Sunday, July 22, 2012

Witnessing injustice

Date & Time: 23rd July 2012 (Monday) 1.18am
Location: My Room
Song Playing: None
Mood: In need of a lot of support and help


First things first...i am thinking of taking down the last two post i posted....why? Well, everytime i read them both again...it made me feel like i am stooping down low to doing the exact same thing that was done to me....except that i don't expose them to be read in my facebook and humiliate anyone like it did me....here...nobody actually reads it...and nobody here knows whoever in my life personally....so...no humiliation here...just truths...with no names...


Recently...alot has been happening...and the more i put my hands and feet out to handle the problem...the more i get 'attacked'....and the best thing is...these people who have been out to get me...don't just played 'dirty'....some of them are actually people i cared about....truly...


It's painful and disappointing...that someone who actually say they care about me and love me...is not the one who is defending me....he's actually the one who allowed me to be shamed and humiliated quite publicly online...and he actually participated in most of these agendas...and when i confront him about it....he says something like 'You're crazy....ur just not right in your brain....have u taken ur meds yet? maybe u need to go to a mental hospital and get ur head checked....' Someone u cared about...betrayed u like that....its painful...literally painful....


That's the best he cud come up with so he won't look bad...so he still look like the 'angel' in front of his frens....his frens who wouldn't stop sticking their noses into other ppl's business....and somehow that 'front' was not all truthful too...now i don't only look like a monster to them...but i now look also like a crazy, demented person....all because.....yeap...get this...all because....i reacted....

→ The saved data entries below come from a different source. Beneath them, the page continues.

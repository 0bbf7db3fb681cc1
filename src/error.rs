// SPDX-License-Identifier: MPL-2.0
use std::fmt;

use crate::auth::AuthError;

/// Failure categories surfaced to the user.
///
/// The category decides how a failure is presented; see
/// [`crate::notice::Notice::from_error`].
#[derive(Debug, Clone, Copy, PartialEq, Eq)]
pub enum ErrorCategory {
    UserInput,
    Access,
    Io,
    Identity,
}

#[derive(Debug, Clone, PartialEq)]
pub enum Error {
    /// The conversion input was empty.
    EmptyInput,
    /// The conversion input did not parse as a finite number.
    InvalidInput(String),
    /// A unit selector did not name one of the supported units.
    UnknownUnit(String),
    /// No save folder has been chosen yet.
    FolderNotSet,
    /// The save folder no longer resolves to a readable directory.
    FolderInaccessible(String),
    Io(String),
    Config(String),
    Auth(AuthError),
}

impl Error {
    /// Returns the i18n message key for this error.
    pub fn i18n_key(&self) -> &'static str {
        match self {
            Error::EmptyInput => "error-empty-input",
            Error::InvalidInput(_) => "error-invalid-input",
            Error::UnknownUnit(_) => "error-unknown-unit",
            Error::FolderNotSet => "error-folder-not-set",
            Error::FolderInaccessible(_) => "error-folder-inaccessible",
            Error::Io(_) => "error-io",
            Error::Config(_) => "error-config",
            Error::Auth(err) => err.i18n_key(),
        }
    }

    pub fn category(&self) -> ErrorCategory {
        match self {
            Error::EmptyInput | Error::InvalidInput(_) | Error::UnknownUnit(_) => {
                ErrorCategory::UserInput
            }
            Error::FolderNotSet | Error::FolderInaccessible(_) => ErrorCategory::Access,
            Error::Io(_) | Error::Config(_) => ErrorCategory::Io,
            Error::Auth(_) => ErrorCategory::Identity,
        }
    }
}

impl fmt::Display for Error {
    fn fmt(&self, f: &mut fmt::Formatter<'_>) -> fmt::Result {
        match self {
            Error::EmptyInput => write!(f, "Please enter a value"),
            Error::InvalidInput(raw) => write!(f, "Invalid input: {}", raw),
            Error::UnknownUnit(raw) => write!(f, "Unknown unit: {}", raw),
            Error::FolderNotSet => write!(f, "No folder selected to save images"),
            Error::FolderInaccessible(e) => write!(f, "Folder not accessible: {}", e),
            Error::Io(e) => write!(f, "I/O Error: {}", e),
            Error::Config(e) => write!(f, "Config Error: {}", e),
            Error::Auth(e) => write!(f, "Authentication Error: {}", e),
        }
    }
}

impl std::error::Error for Error {}

impl From<AuthError> for Error {
    fn from(err: AuthError) -> Self {
        Error::Auth(err)
    }
}

impl From<std::io::Error> for Error {
    fn from(err: std::io::Error) -> Self {
        Error::Io(err.to_string())
    }
}

impl From<toml::de::Error> for Error {
    fn from(err: toml::de::Error) -> Self {
        Error::Config(err.to_string())
    }
}

impl From<toml::ser::Error> for Error {
    fn from(err: toml::ser::Error) -> Self {
        Error::Config(err.to_string())
    }
}

pub type Result<T> = std::result::Result<T, Error>;

#[cfg(test)]
mod tests {
    use super::*;

    #[test]
    fn display_formats_io_error() {
        let err = Error::Io("disk failure".to_string());
        assert_eq!(format!("{}", err), "I/O Error: disk failure");
    }

    #[test]
    fn from_io_error_produces_io_variant() {
        let io_error = std::io::Error::other("boom");
        let err: Error = io_error.into();
        match err {
            Error::Io(message) => assert!(message.contains("boom")),
            _ => panic!("expected Io variant"),
        }
    }

    #[test]
    fn from_toml_error_produces_config_variant() {
        let toml_err = toml::from_str::<toml::Value>("not = [valid").unwrap_err();
        let err: Error = toml_err.into();
        assert!(matches!(err, Error::Config(_)));
        assert_eq!(err.category(), ErrorCategory::Io);
    }

    #[test]
    fn input_errors_are_user_input_category() {
        assert_eq!(Error::EmptyInput.category(), ErrorCategory::UserInput);
        assert_eq!(
            Error::InvalidInput("abc".into()).category(),
            ErrorCategory::UserInput
        );
        assert_eq!(
            Error::UnknownUnit("parsec".into()).category(),
            ErrorCategory::UserInput
        );
    }

    #[test]
    fn folder_errors_are_access_category() {
        assert_eq!(Error::FolderNotSet.category(), ErrorCategory::Access);
        assert_eq!(
            Error::FolderInaccessible("gone".into()).category(),
            ErrorCategory::Access
        );
    }

    #[test]
    fn auth_error_keeps_its_own_key() {
        let err: Error = AuthError::Cancelled.into();
        assert_eq!(err.category(), ErrorCategory::Identity);
        assert_eq!(err.i18n_key(), AuthError::Cancelled.i18n_key());
    }

    #[test]
    fn empty_input_message_matches_prompt() {
        assert_eq!(Error::EmptyInput.to_string(), "Please enter a value");
    }
}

i believe...Allah sees everything that we do...and i thought that the most mature thing to settle problems are to talk about them and come down to an understanding....instead....i believe...this matter...is being dragged out and thrown off and blown ridiculously out of proportion....i tried everything...i tried biting my lip and gritting my teeth...i tried keeping quiet and still....i tried talking about it...i cried while trying to come up with a solution with the person too...although i find it very embarrassing and i hate it when people make me cry...but i was really hurt and betrayed....dats y cried...it was genuine...i dun believe in crocodile tears just to get my way or to shut anybody up....but none of these helped...biting my lip and gritting my teeth just drove me up the wall...becos it's not the right thing to do...keeping quiet and still...made them believe i was being moody and they hated my face...talking about it seems so much like talking to the wall....so...u tell me...


I am seeking Allah's guidance in this because...it has been going on for days...and the more i try not to let wat they say get to me....it is slowly getting to me....i am trying to be patient about things....but it is driving me into emotional turmoil....which brings me to this qns....is he and his frens deliberately throwing me off the edge...because that's what they really want to do in the 1st place? So that i'll be out of the picture...and that they can go and find someone else for him...someone they'll approve? or it is something that he wants to do but doesn't want to do it myself? so like again....wat is going on here, right? 


I dunno what else to say....all i can say is...i blame myself...this yr...looks to me as no different than last yr....Last yr...i let two guys come into my life and mess things up for me...i lost my job on the very same time...and everything else came crushing down on me and i was left out there crying and hurt....this yr....it is him....i let him in....at one point while i was thinking of my next step....i wish i had walk out of it when i didnt care so much about him like i do now....now...he's just playing with my head...and my feelings...like i'm nothing....like i'm rubbish..and the best thing about it is...he's letting other people..who barely even know me....to join in....


Do i deserve it? I don't think so....maybe i did say or do stuff differently from those people...and they don't agree with those things....dat's fine...but this....humiliation and misery....that's too much....a bunch of people against me....one person... u do the math...


Like someone i know would say...if it's a battlefield...you put one bull...and a lot of men to fight it all at once..for sure the bull will die....I'm just paraphrasing...Just something to think about...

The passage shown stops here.